Consider using the package scipy.interpolate to accomplish this. Particularly the functions bisplrep and bisplev are useful. Take the following example for assigning a scalar value of Temperature at different timesteps. Column 0 and 1 of the txt file are the coordinates of the prescribed domain and each column afterwards the corresponding temperature at different timesteps

from dolfin import *
import numpy as np
from scipy.interpolate import bisplrep
from scipy.interpolate import bisplev

data = np.loadtxt("test.txt")
x, y = data[:,0], data[:,1]
T = data[:,2:]

class ExpressionFromScipyFunction(UserExpression):
    def __init__(self, x, y, f, t, **kwargs):
        self._f = f
        self._x = x
        self._y = y
        self._t = t
        UserExpression.__init__(self, **kwargs)
    def eval(self, values, x):
        self.interp = bisplrep(self._x, self._y, self._f[:,self._t])
        values[:] = bisplev(x[0], x[1], self.interp, dx = 0, dy = 0)
    def values_shape(self):
        return (1,)

mesh = RectangleMesh(Point(0,0),Point(0.0255,0.0255),52,52)
V = FunctionSpace(mesh, 'CG', 1)

expression = ExpressionFromScipyFunction(x, y, T, 0, element=V.ufl_element())

expression_out = interpolate(expression, V)
expression._t = 1 # Next Time Step

The above solution works for scalar functions.

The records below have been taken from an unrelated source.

use rand::Rng;

use super::board::{Special, SquareKind};
use super::cards::DeckKind;
use super::events::{GameEvent, JailExit};
use super::globals::DOUBLES_TO_JAIL;
use super::rules::{can_act, can_leave_jail, Reason};
use super::state::{Movement, Phase};
use super::transactions::Settlement;
use super::{Action, Game, PendingAction};

#[derive(Copy, Clone, Debug, PartialEq, Eq)]
/// A roll of two dice.
pub struct Roll {
    pub first: i64,
    pub second: i64,
}

impl Roll {
    /// A roll with the given faces. Nothing checks that they're in 1..=6.
    pub fn new(first: i64, second: i64) -> Roll {
        Roll { first, second }
    }

    /// Roll two fair dice.
    pub fn random<R: Rng>(rng: &mut R) -> Roll {
        Roll {
            first: rng.random_range(1..=6),
            second: rng.random_range(1..=6),
        }
    }

    /// The sum of both dice, saturating for absurd manual rolls.
    pub fn total(&self) -> i64 {
        self.first.saturating_add(self.second)
    }

    /// The move this roll makes on a board of `size` squares: the same
    /// direction and landing square as the exact sum, kept within one lap.
    pub fn steps_on(&self, size: usize) -> i64 {
        let total = i128::from(self.first) + i128::from(self.second);
        let size = size.max(1) as i128;
        let reduced = total.rem_euclid(size);

        if total < 0 && reduced != 0 {
            (reduced - size) as i64
        } else {
            reduced as i64
        }
    }

    pub fn is_double(&self) -> bool {
        self.first == self.second
    }
}

impl Game {
    /*********        DICE        *********/

    /// Roll the dice for the current player and play the roll out.
    pub fn roll_dice(&mut self) -> Result<Roll, Reason> {
        self.check_can_roll()?;

        let roll = Roll::random(&mut self.rng);
        self.play_roll(roll);

        Ok(roll)
    }

    /// Play a roll with dice chosen by the caller.
    pub fn roll_with(&mut self, first: i64, second: i64) -> Result<Roll, Reason> {
        self.check_can_roll()?;

        let roll = Roll::new(first, second);
        self.play_roll(roll);

        Ok(roll)
    }

    fn check_can_roll(&self) -> Result<(), Reason> {
        can_act(&self.state, self.state.current_player_index).into_result()?;

        match self.state.phase {
            Phase::AwaitingRoll | Phase::ExtraRoll => Ok(()),
            Phase::AwaitingDecision => Err(Reason::DecisionPending),
            Phase::GameOver => Err(Reason::GameOver),
            _ => Err(Reason::WrongPhase),
        }
    }

    fn play_roll(&mut self, roll: Roll) {
        let player = self.state.current_player_index;

        self.state.started = true;
        self.state.last_roll = Some(roll);
        self.state.card_drawn = false;
        self.extra_roll_owed = false;

        self.events.emit(GameEvent::DiceRolled {
            player,
            first: roll.first,
            second: roll.second,
        });

        let extra_roll = if self.state.players[player].in_jail() {
            if !self.play_jail_roll(player, roll) {
                self.state.phase = Phase::TurnOver;
                return;
            }

            // Leaving jail never earns another roll
            false
        } else if roll.is_double() {
            let p = &mut self.state.players[player];
            p.doubles_rolled += 1;

            if self.settings.three_doubles_to_jail && p.doubles_rolled >= DOUBLES_TO_JAIL {
                log::debug!("player {} rolled {} doubles in a row", player, DOUBLES_TO_JAIL);
                self.enter_jail(player);
                self.state.phase = Phase::TurnOver;
                return;
            }

            true
        } else {
            self.state.players[player].doubles_rolled = 0;
            false
        };

        self.state.phase = Phase::Moving;
        let steps = roll.steps_on(self.state.board.len());
        self.advance(player, steps);

        self.state.phase = Phase::ResolvingSquare;
        self.resolve_square(player);

        self.settle_roll(player, extra_roll);
    }

    /// Work out where the turn stands once the landing has been resolved.
    fn settle_roll(&mut self, player: usize, extra_roll: bool) {
        if self.state.phase == Phase::GameOver {
            self.offer = None;
            return;
        }

        let p = &self.state.players[player];
        let extra_roll = extra_roll && p.is_active() && !p.in_jail();

        if self.offer.is_some() {
            self.state.phase = Phase::AwaitingDecision;
            self.extra_roll_owed = extra_roll;
        } else if extra_roll {
            self.state.phase = Phase::ExtraRoll;
        } else {
            self.state.phase = Phase::TurnOver;
        }
    }

    /*********        JAIL        *********/

    /// Roll for a jailed player. Returns whether they got out and should move.
    fn play_jail_roll(&mut self, player: usize, roll: Roll) -> bool {
        if roll.is_double() {
            self.release(player, JailExit::Doubles);
            return true;
        }

        let max_attempts = self.settings.max_jail_attempts;
        let jail = &mut self.state.players[player].jail;
        jail.attempts = (jail.attempts + 1).min(max_attempts);

        if jail.attempts < max_attempts {
            return false;
        }

        // Out of attempts: the fine is taken if it can be paid
        if !can_leave_jail(&self.state.players[player], false, &self.settings).is_legal() {
            log::debug!("player {} can't pay their way out of jail", player);
            return false;
        }

        let fine = self.settings.jail_fine;
        self.ledger().charge(player, fine, None);
        self.release(player, JailExit::Forced);

        true
    }

    /// Pay the fine to leave jail before rolling.
    pub fn pay_jail_fine(&mut self) -> Result<(), Reason> {
        let pending = self.propose(Action::PayJailFine)?;
        self.confirm(pending)
    }

    pub(super) fn release(&mut self, player: usize, via: JailExit) {
        self.state.players[player].jail = Default::default();
        self.events.emit(GameEvent::JailExited { player, via });
    }

    pub(super) fn enter_jail(&mut self, player: usize) {
        self.state.send_to_jail(player);
        self.events.emit(GameEvent::JailEntered { player });
    }

    /*********        MOVEMENT        *********/

    /// Move a player and report it.
    pub(super) fn advance(&mut self, player: usize, steps: i64) -> Movement {
        let movement = self.state.move_by(player, steps, self.settings.go_salary);

        self.events.emit(GameEvent::PlayerMoved {
            player,
            from: movement.from,
            to: movement.to,
            passed_go: movement.passed_go,
        });

        if movement.passed_go {
            let cash = self.state.players[player].cash;
            self.events.emit(GameEvent::StatsChanged { player, cash });
        }

        movement
    }

    /// Apply the effect of the square the player stands on.
    pub(super) fn resolve_square(&mut self, player: usize) {
        let position = self.state.players[player].position;
        let square = match self.state.board.square(position) {
            Some(square) => square,
            None => return,
        };
        let owner = square.owner();
        let price = square.price();
        let kind = square.kind.clone();

        match kind {
            SquareKind::Chance => self.draw_card(player, DeckKind::Chance),
            SquareKind::CommunityChest => self.draw_card(player, DeckKind::CommunityChest),
            SquareKind::Tax { amount } => {
                if let Settlement::Paid(amount) = self.ledger().charge(player, amount, None) {
                    self.events.emit(GameEvent::TaxPaid {
                        player,
                        square: position,
                        amount,
                    });
                }
            }
            SquareKind::Special(Special::GoToJail) => self.enter_jail(player),
            SquareKind::Special(_) => (),
            SquareKind::Property { .. } | SquareKind::Railroad { .. } | SquareKind::Utility { .. } => {
                match owner {
                    None => {
                        self.offer = Some(PendingAction {
                            player,
                            action: Action::Purchase(position),
                            amount: price.unwrap_or(0),
                        });
                        self.events.emit(GameEvent::PurchaseOffered {
                            player,
                            square: position,
                        });
                    }
                    Some(owner) if owner == player => (),
                    Some(_) => {
                        self.ledger().pay_rent(player, position);
                    }
                }
            }
        }
    }

    /*********        TURN ROTATION        *********/

    /// Hand the turn to the next player still in the game and return their seat.
    pub fn end_turn(&mut self) -> Result<usize, Reason> {
        match self.state.phase {
            Phase::TurnOver => (),
            Phase::AwaitingDecision => return Err(Reason::DecisionPending),
            Phase::ExtraRoll => return Err(Reason::ExtraRollOwed),
            Phase::GameOver => return Err(Reason::GameOver),
            _ => return Err(Reason::WrongPhase),
        }

        let player = self.state.current_player_index;
        self.state.players[player].doubles_rolled = 0;
        self.extra_roll_owed = false;

        let next = self.state.setup_next_player();
        self.events.emit(GameEvent::TurnEnded { player, next });

        Ok(next)
    }
}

More work would be needed to expand to prescribed vector values for your coordinates. The mesh used in the example corresponds to the domain the imported data comes from.

1 Like

What’s the difference if i project

h = project(expression, V)

instead of

h = interpolate(expression, V)

I’ll let the experts answer this: What is the difference between interpolate() and project() ? and Project(x) works, interpolate(x) does not. I am using a UserExpression with values presribed at the dofs so interpolate works well for me.

3 Likes

This works, but it takes too long (my data dimension is 250000) i tried with griddata (maybe would work faster i’m not sure) and i get the error:

class ExpressionFromScipyFunction(UserExpression):
    def __init__(self, x, y, f, t, **kwargs):
        self._f = f
        self._x = x
        self._y = y
        self._t = t
        UserExpression.__init__(self, **kwargs)
    def eval(self, values, x):
        values[:] = griddata((self.x,self.y),self._f[:,self._t],(x[0],x[1]))
        #self.interp = bisplrep(self._x, self._y, self._f[:,self._t])
        #values[:] = bisplev(x[0], x[1], self.interp, dx = 0, dy = 0)
    def values_shape(self):
        return (1,)
AttributeError: 'ExpressionFromScipyFunction' object has no attribute 'x'

Ivan,

The error you get here is part of the class definition. The variables are self._x and self._y.

values[:] = griddata((self._x,self._y),self._f[:,self._t],(x[0],x[1]))

The problem with griddata is it returns an array of interpolated values at least from my understanding and you would be calling a whole new interpolation for every point in your data. I realize now that what my previous code also suffers from this:

class ExpressionFromScipyFunction(UserExpression):
    def __init__(self, x, y, f, t, **kwargs):
        self._f = f
        self._x = x
        self._y = y
        self._t = t
        UserExpression.__init__(self, **kwargs)
    def eval(self, values, x):
        values[:] = bisplev(x[0], x[1], self.interp, dx = 0, dy = 0)
    def UpdateInterp(self):
        self.interp = bisplrep(self._x, self._y, self._f[:,self._t])
    def values_shape(self):
        return (1,)

Consider trying this, where you call UpdateInterp after instantiating the class.

expression = ExpressionFromScipyFunction(x, y, T, 0, element=V.ufl_element())
expression.UpdateInterp()
expression_out = interpolate(expression, V)
expression._t = 1 # Next Time Step

For me this speeds up the interpolation incredibly since it’s not remaking the interpolation everytime. I can’t speak for griddata but consider trying this approach.

1 Like

This solved it! Thanks a lot Sven! I was running the interpolation for 5 days and now it took 3 min.